Большинство друзей моих родителей я знал с рождения. Среди них были люди известные и неизвестные, сделавшие успешную карьеру и близкие к диссидентским кругам. Общим было то, что практически со всеми из них родители были связаны с ранней молодости, иногда даже с юности.
Александр Аркадьевич Галич и его жена Ангелина Николаевна (которую все звали Нюшей) были близкими друзьями родителей столько, сколько я себя помню. Близкими – это значит, что они перезванивались как минимум раз в неделю и виделись, наверное, раз в месяц-два. Ангелина Николаевна страшно любила мамину готовку, стоило маме позвонить Галичам и сказать: «Я вот сделала фаршированную рыбу», как Нюша говорила – «Выезжаем», и они действительно приезжали в тот же вечер. Галичи непременно бывали на наших семейных торжествах.
Мама дружила с Галичами с послевоенных времен. У нее хранились письма конца 1940-х, которые Нюша ей писала, уезжая из города. Эти письма были подписаны «Давид Копперфильд», такая, очевидно, у них с мамой была игра.
Ко мне Нюша относилась по-родственному, ей даже хотелось ненавязчиво поучаствовать в моей судьбе. Когда мне было лет тринадцать, она решила познакомить меня с дочерью своих близких знакомых, моей ровесницей и очень хорошенькой барышней. Для этого она повела нас в театр Сатиры на спектакль «Карлсон, который живет на крыше». Нюшин расчет не оправдался – мы с барышней не произвели друг на друга никакого впечатления, да и спектакль не особенно понравился. Но я был доволен: мне было приятно пойти в театр с Нюшей, лишний раз почувствовать ее внимание к себе.
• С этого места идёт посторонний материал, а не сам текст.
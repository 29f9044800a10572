//! Tabletop - Main Binary
//!
//! Plays session scripts against a table and prints the resulting views

use clap::{Parser, Subcommand};
use std::path::PathBuf;
use tabletop_rs::{
    config::{GridSize, TableConfig},
    game::{IntentDispatcher, OutputFormat, TableView, Tabletop, TurnPhase, VerbosityLevel},
    script::{ScriptRunner, SessionScript},
    Result,
};

#[derive(Parser)]
#[command(name = "tabletop")]
#[command(about = "Tabletop - virtual card table state engine", long_about = None)]
struct Cli {
    #[command(subcommand)]
    command: Commands,
}

#[derive(Subcommand)]
enum Commands {
    /// Play a session script against a fresh table
    Run {
        /// Session script file
        #[arg(value_name = "SCRIPT")]
        script: PathBuf,

        /// Table configuration (JSON)
        #[arg(long, value_name = "FILE")]
        config: Option<PathBuf>,

        /// Verbosity level for table output (0=silent, 1=minimal, 2=normal, 3=verbose)
        #[arg(long, short = 'v')]
        verbosity: Option<VerbosityLevel>,

        /// Print views and log lines as JSON
        #[arg(long)]
        json: bool,

        /// Stop at the first refused intent
        #[arg(long)]
        strict: bool,

        /// Verify table invariants after the run
        #[arg(long)]
        check: bool,

        /// Let the script drop cards into opponent zones
        #[arg(long)]
        allow_opponent_zones: bool,

        /// Battlefield grid rows
        #[arg(long, value_name = "N")]
        battlefield_rows: Option<u8>,

        /// Battlefield grid columns
        #[arg(long, value_name = "N")]
        battlefield_cols: Option<u8>,

        /// Lands grid columns
        #[arg(long, value_name = "N")]
        lands_cols: Option<u8>,
    },

    /// Print the turn phase cycle
    Phases {
        /// Number of full turns to print
        #[arg(long, default_value_t = 1)]
        cycles: usize,
    },
}

struct RunOptions {
    script: PathBuf,
    config: Option<PathBuf>,
    verbosity: Option<VerbosityLevel>,
    json: bool,
    strict: bool,
    check: bool,
    allow_opponent_zones: bool,
    battlefield_rows: Option<u8>,
    battlefield_cols: Option<u8>,
    lands_cols: Option<u8>,
}

fn main() -> Result<()> {
    let cli = Cli::parse();

    match cli.command {
        Commands::Run {
            script,
            config,
            verbosity,
            json,
            strict,
            check,
            allow_opponent_zones,
            battlefield_rows,
            battlefield_cols,
            lands_cols,
        } => run_script(RunOptions {
            script,
            config,
            verbosity,
            json,
            strict,
            check,
            allow_opponent_zones,
            battlefield_rows,
            battlefield_cols,
            lands_cols,
        })?,
        Commands::Phases { cycles } => print_phases(cycles),
    }

    Ok(())
}

/// Config file first, then command-line overrides on top
fn build_config(options: &RunOptions) -> Result<TableConfig> {
    let mut config = match &options.config {
        Some(path) => TableConfig::load_from_file(path)?,
        None => TableConfig::default(),
    };

    if let Some(verbosity) = options.verbosity {
        config.verbosity = verbosity;
    }
    if options.allow_opponent_zones {
        config.allow_opponent_zones = true;
    }
    config.battlefield = GridSize::new(
        options.battlefield_rows.unwrap_or(config.battlefield.rows),
        options.battlefield_cols.unwrap_or(config.battlefield.cols),
    );
    if let Some(cols) = options.lands_cols {
        config.lands = GridSize::new(config.lands.rows, cols);
    }
    Ok(config)
}

fn run_script(options: RunOptions) -> Result<()> {
    let config = build_config(&options)?;
    let script = SessionScript::load_from_file(&options.script)?;

    let mut table = Tabletop::new(config.clone());
    if options.json {
        table.logger.set_output_format(OutputFormat::Json);
    }

    let dispatcher = IntentDispatcher::from_config(&config);
    let mut runner = ScriptRunner::new(table, dispatcher).with_strict(options.strict);
    let summary = runner.run(&script)?;
    let table = runner.into_table();

    let mut views = summary.views;
    if views.is_empty() {
        views.push(TableView::capture(&table));
    }

    for view in &views {
        if options.json {
            println!("{}", view.to_json()?);
        } else {
            println!("{view}");
        }
    }

    if options.check {
        table.check_invariants()?;
        if !options.json {
            println!("Invariants hold for {} cards", table.registry().len());
        }
    }
    Ok(())
}

fn print_phases(cycles: usize) {
    let mut phase = TurnPhase::START;
    for turn in 1..=cycles {
        println!("Turn {turn}");
        loop {
            println!("  {phase}");
            phase.advance_step();
            if phase.is_turn_start() {
                break;
            }
        }
    }
}
//! Table zones (Hand, Battlefield, Lands, Graveyard, Exile and opponent zones)

use crate::{Result, TabletopError};
use serde::{Deserialize, Serialize};
use std::fmt;
use std::str::FromStr;

/// Different zones where cards can sit on the table
#[derive(Debug, Clone, Copy, PartialEq, Eq, Hash, Serialize, Deserialize)]
pub enum Zone {
    Hand,
    Battlefield,
    Lands,
    Graveyard,
    Exile,
    OpponentBattlefield,
    OpponentGraveyard,
    OpponentExile,
}

/// How a zone arranges the cards it holds
#[derive(Debug, Clone, Copy, PartialEq, Eq, Serialize, Deserialize)]
pub enum ZoneLayout {
    /// Bounded rows×cols grid; every card owns a cell
    Grid,
    /// Auto-flowing row (the hand); cards never carry a position
    Flow,
    /// Cards pile up in arrival order with a visual offset
    Stack,
}

impl Zone {
    /// Every zone, in display order
    pub const ALL: [Zone; 8] = [
        Zone::Hand,
        Zone::Battlefield,
        Zone::Lands,
        Zone::Graveyard,
        Zone::Exile,
        Zone::OpponentBattlefield,
        Zone::OpponentGraveyard,
        Zone::OpponentExile,
    ];

    pub fn layout(&self) -> ZoneLayout {
        match self {
            Zone::Battlefield | Zone::Lands => ZoneLayout::Grid,
            Zone::Hand => ZoneLayout::Flow,
            Zone::Graveyard
            | Zone::Exile
            | Zone::OpponentBattlefield
            | Zone::OpponentGraveyard
            | Zone::OpponentExile => ZoneLayout::Stack,
        }
    }

    /// Does a card in this zone carry a grid position?
    pub fn is_positioned(&self) -> bool {
        self.layout() == ZoneLayout::Grid
    }

    /// Zones controlled by the opponent
    pub fn is_opponent(&self) -> bool {
        matches!(
            self,
            Zone::OpponentBattlefield | Zone::OpponentGraveyard | Zone::OpponentExile
        )
    }

    pub fn as_str(&self) -> &'static str {
        match self {
            Zone::Hand => "hand",
            Zone::Battlefield => "battlefield",
            Zone::Lands => "lands",
            Zone::Graveyard => "graveyard",
            Zone::Exile => "exile",
            Zone::OpponentBattlefield => "opponent-battlefield",
            Zone::OpponentGraveyard => "opponent-graveyard",
            Zone::OpponentExile => "opponent-exile",
        }
    }
}

impl fmt::Display for Zone {
    fn fmt(&self, f: &mut fmt::Formatter<'_>) -> fmt::Result {
        f.write_str(self.as_str())
    }
}

impl FromStr for Zone {
    type Err = TabletopError;

    fn from_str(s: &str) -> Result<Self> {
        let normalized = s.trim().to_ascii_lowercase().replace('_', "-");
        Zone::ALL
            .iter()
            .copied()
            .find(|zone| zone.as_str() == normalized)
            .ok_or_else(|| TabletopError::UnknownZone(s.to_string()))
    }
}

#[cfg(test)]
mod tests {
    use super::*;

    #[test]
    fn test_zone_layouts() {
        assert_eq!(Zone::Battlefield.layout(), ZoneLayout::Grid);
        assert_eq!(Zone::Lands.layout(), ZoneLayout::Grid);
        assert_eq!(Zone::Hand.layout(), ZoneLayout::Flow);
        assert_eq!(Zone::Graveyard.layout(), ZoneLayout::Stack);
        assert_eq!(Zone::OpponentBattlefield.layout(), ZoneLayout::Stack);

        assert!(Zone::Battlefield.is_positioned());
        assert!(!Zone::Hand.is_positioned());
    }

    #[test]
    fn test_opponent_zones() {
        let opponent: Vec<_> = Zone::ALL.iter().filter(|z| z.is_opponent()).collect();
        assert_eq!(opponent.len(), 3);
        assert!(!Zone::Battlefield.is_opponent());
    }

    #[test]
    fn test_zone_parsing() {
        assert_eq!("battlefield".parse::<Zone>().unwrap(), Zone::Battlefield);
        assert_eq!("Opponent_Graveyard".parse::<Zone>().unwrap(), Zone::OpponentGraveyard);
        assert!(matches!(
            "library".parse::<Zone>(),
            Err(TabletopError::UnknownZone(_))
        ));

        for zone in Zone::ALL {
            assert_eq!(zone.to_string().parse::<Zone>().unwrap(), zone);
        }
    }
}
Среди взрослых было принято считать Нюшу красивой. Мне так не никогда не казалось, у детей ведь свои представления о красоте, а у Нюши было характерное лицо – необычно высокий лоб, вздернутый нос, огромные серо-голубые глаза, короткие волосы, которые она уже смолоду красила серебряной краской, чтобы выглядеть рано поседевшей. Только много позднее, глядя на сохранившиеся у мамы фотографии молодой Нюши, я смог оценить ее красоту, но ее обаяние и удивительно острое чувство юмора ценил всегда.
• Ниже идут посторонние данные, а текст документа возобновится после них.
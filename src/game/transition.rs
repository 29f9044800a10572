//! Zone transitions: moving and tapping cards

use crate::config::TableConfig;
use crate::core::{InstanceId, Position};
use crate::game::attachment;
use crate::game::placement;
use crate::game::CardRegistry;
use crate::zones::{Zone, ZoneLayout};
use crate::Result;

/// What a successful move did, for logging and callers that care
#[derive(Debug, Clone, PartialEq, Eq)]
pub struct MoveOutcome {
    pub from: Zone,
    pub to: Zone,
    pub position: Option<Position>,
    /// Children that lost their attachment because the card left the battlefield
    pub detached_children: Vec<InstanceId>,
    /// Parent the card was removed from, if it was attached
    pub detached_from: Option<InstanceId>,
}

/// Work out the cell a card will occupy in `target`
///
/// Grid zones use the requested cell or the allocator; the flowing hand and the
/// stacking zones never carry a position, whatever the caller asked for. Neither the
/// card nor anything attached to it blocks the allocator.
pub fn resolve_position(
    registry: &CardRegistry,
    config: &TableConfig,
    card_id: InstanceId,
    target: Zone,
    requested: Option<Position>,
) -> Result<Option<Position>> {
    match (target.layout(), config.grid(target)) {
        (ZoneLayout::Grid, Some(grid)) => {
            let mut moving = attachment::descendants(registry, card_id);
            moving.push(card_id);
            let occupied = registry.occupied_cells(target, &moving);
            placement::resolve_cell(target, grid, requested, occupied).map(Some)
        }
        _ => Ok(None),
    }
}

/// Move a card to `target`
///
/// Leaving the battlefield unwinds every attachment link first: children are detached
/// before the card itself changes zone, then the card is removed from its own parent.
/// The card always arrives untapped. All checks (unknown card, full grid) run before
/// the first write, so an error leaves the registry untouched.
pub fn move_card(
    registry: &mut CardRegistry,
    config: &TableConfig,
    card_id: InstanceId,
    target: Zone,
    requested: Option<Position>,
) -> Result<MoveOutcome> {
    let from = registry.get(card_id)?.zone;
    let position = resolve_position(registry, config, card_id, target, requested)?;

    let mut detached_children = Vec::new();
    let mut detached_from = None;
    if target != Zone::Battlefield {
        detached_children = attachment::detach_children(registry, card_id)?;
        detached_from = registry.get(card_id)?.attached_to;
        attachment::detach(registry, card_id)?;
    }

    let mut card = registry.get(card_id)?.clone();
    card.zone = target;
    card.tapped = false;
    card.position = position;
    registry.replace(card)?;

    Ok(MoveOutcome {
        from,
        to: target,
        position,
        detached_children,
        detached_from,
    })
}

/// Toggle a card's tapped flag, returning the new value
///
/// Any zone is accepted; restricting taps to battlefield and lands is left to callers.
pub fn tap_card(registry: &mut CardRegistry, card_id: InstanceId) -> Result<bool> {
    let mut card = registry.get(card_id)?.clone();
    card.tapped = !card.tapped;
    let tapped = card.tapped;
    registry.replace(card)?;
    Ok(tapped)
}

#[cfg(test)]
mod tests {
    use super::*;
    use crate::config::GridSize;
    use crate::core::CardMeta;
    use crate::TabletopError;
    use std::sync::Arc;

    fn hand_card(registry: &mut CardRegistry, name: &str) -> InstanceId {
        registry.create(Arc::new(CardMeta::new(name)), Zone::Hand, None)
    }

    #[test]
    fn test_move_allocates_cells_in_order() {
        let config = TableConfig::default();
        let mut registry = CardRegistry::new();
        let x = hand_card(&mut registry, "X");
        let y = hand_card(&mut registry, "Y");

        let first = move_card(&mut registry, &config, x, Zone::Battlefield, None).unwrap();
        let second = move_card(&mut registry, &config, y, Zone::Battlefield, None).unwrap();

        assert_eq!(first.position, Some(Position::new(0, 0)));
        assert_eq!(second.position, Some(Position::new(0, 1)));
        assert_eq!(second.from, Zone::Hand);
    }

    #[test]
    fn test_hand_and_stacking_zones_drop_position() {
        let config = TableConfig::default();
        let mut registry = CardRegistry::new();
        let x = hand_card(&mut registry, "X");

        move_card(&mut registry, &config, x, Zone::Battlefield, Some(Position::new(1, 4))).unwrap();
        assert_eq!(registry.get(x).unwrap().position, Some(Position::new(1, 4)));

        move_card(&mut registry, &config, x, Zone::Hand, Some(Position::new(0, 0))).unwrap();
        assert_eq!(registry.get(x).unwrap().position, None);

        move_card(&mut registry, &config, x, Zone::Exile, Some(Position::new(0, 0))).unwrap();
        assert_eq!(registry.get(x).unwrap().position, None);
    }

    #[test]
    fn test_move_untaps() {
        let config = TableConfig::default();
        let mut registry = CardRegistry::new();
        let x = hand_card(&mut registry, "X");

        move_card(&mut registry, &config, x, Zone::Lands, None).unwrap();
        assert!(tap_card(&mut registry, x).unwrap());
        move_card(&mut registry, &config, x, Zone::Battlefield, None).unwrap();
        assert!(!registry.get(x).unwrap().tapped);
    }

    #[test]
    fn test_full_zone_leaves_state_unchanged() {
        let config = TableConfig {
            lands: GridSize::new(1, 1),
            ..TableConfig::default()
        };
        let mut registry = CardRegistry::new();
        let a = hand_card(&mut registry, "A");
        let b = hand_card(&mut registry, "B");

        move_card(&mut registry, &config, a, Zone::Lands, None).unwrap();
        let before = registry.get(b).unwrap().clone();

        let err = move_card(&mut registry, &config, b, Zone::Lands, None).unwrap_err();
        assert!(matches!(err, TabletopError::ZoneFull(Zone::Lands)));
        assert_eq!(registry.get(b).unwrap(), &before);
    }

    #[test]
    fn test_moving_within_zone_can_reuse_own_cell() {
        let config = TableConfig::default();
        let mut registry = CardRegistry::new();
        let x = hand_card(&mut registry, "X");

        move_card(&mut registry, &config, x, Zone::Battlefield, None).unwrap();
        let outcome = move_card(&mut registry, &config, x, Zone::Battlefield, None).unwrap();
        assert_eq!(outcome.position, Some(Position::new(0, 0)));
    }

    #[test]
    fn test_moving_parent_is_not_blocked_by_its_attachments() {
        let config = TableConfig::default();
        let mut registry = CardRegistry::new();
        let host = hand_card(&mut registry, "Host");
        let aura = hand_card(&mut registry, "Aura");
        let other = hand_card(&mut registry, "Other");
        move_card(&mut registry, &config, host, Zone::Battlefield, None).unwrap();
        move_card(&mut registry, &config, aura, Zone::Battlefield, None).unwrap();
        move_card(&mut registry, &config, other, Zone::Battlefield, None).unwrap();
        attachment::attach(&mut registry, aura, host).unwrap();

        let outcome = move_card(&mut registry, &config, host, Zone::Battlefield, None).unwrap();
        assert_eq!(outcome.position, Some(Position::new(0, 0)));

        // A card that is not part of the chain still sees the shared cell as taken
        let outcome = move_card(&mut registry, &config, other, Zone::Battlefield, None).unwrap();
        assert_eq!(outcome.position, Some(Position::new(0, 1)));
    }

    #[test]
    fn test_leaving_battlefield_unwinds_attachments() {
        let config = TableConfig::default();
        let mut registry = CardRegistry::new();
        let host = hand_card(&mut registry, "Host");
        let aura = hand_card(&mut registry, "Aura");
        move_card(&mut registry, &config, host, Zone::Battlefield, None).unwrap();
        move_card(&mut registry, &config, aura, Zone::Battlefield, None).unwrap();
        attachment::attach(&mut registry, aura, host).unwrap();

        let outcome = move_card(&mut registry, &config, host, Zone::Graveyard, None).unwrap();
        assert_eq!(outcome.detached_children, vec![aura]);
        assert_eq!(registry.get(aura).unwrap().attached_to, None);
        assert_eq!(registry.get(aura).unwrap().zone, Zone::Battlefield);
        assert!(registry.get(host).unwrap().attached_cards.is_empty());
    }

    #[test]
    fn test_attached_child_leaving_is_removed_from_parent() {
        let config = TableConfig::default();
        let mut registry = CardRegistry::new();
        let host = hand_card(&mut registry, "Host");
        let aura = hand_card(&mut registry, "Aura");
        move_card(&mut registry, &config, host, Zone::Battlefield, None).unwrap();
        move_card(&mut registry, &config, aura, Zone::Battlefield, None).unwrap();
        attachment::attach(&mut registry, aura, host).unwrap();

        let outcome = move_card(&mut registry, &config, aura, Zone::Hand, None).unwrap();
        assert_eq!(outcome.detached_from, Some(host));
        assert!(registry.get(host).unwrap().attached_cards.is_empty());
        assert_eq!(registry.get(aura).unwrap().attached_to, None);
    }

    #[test]
    fn test_unknown_card() {
        let config = TableConfig::default();
        let mut registry = CardRegistry::new();
        let ghost = InstanceId::new(9);
        assert!(matches!(
            move_card(&mut registry, &config, ghost, Zone::Hand, None),
            Err(TabletopError::CardNotFound(_))
        ));
        assert!(tap_card(&mut registry, ghost).is_err());
    }

    #[test]
    fn test_tap_toggles_in_any_zone() {
        let mut registry = CardRegistry::new();
        let x = hand_card(&mut registry, "X");
        assert!(tap_card(&mut registry, x).unwrap());
        assert!(!tap_card(&mut registry, x).unwrap());
    }
}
Красивым я считал Александра Аркадьевича. К тому же он мне казался необычайно элегантным в своем всегдашнем костюме: темной водолазке и пиджаке из дорогой тонкой ткани.
Когда Галич начал писать песни, он постоянно пел их у нас. Пел Александр Аркадьевич всегда после долгого застолья, слегка подвыпивши («Я пою под закуску / И две тысячи грамм»). Когда Галич брался за гитару, было, как правило, уже довольно поздно, но мама не гнала меня спать, а я сидел очень тихо, боясь лишний раз о себе напомнить.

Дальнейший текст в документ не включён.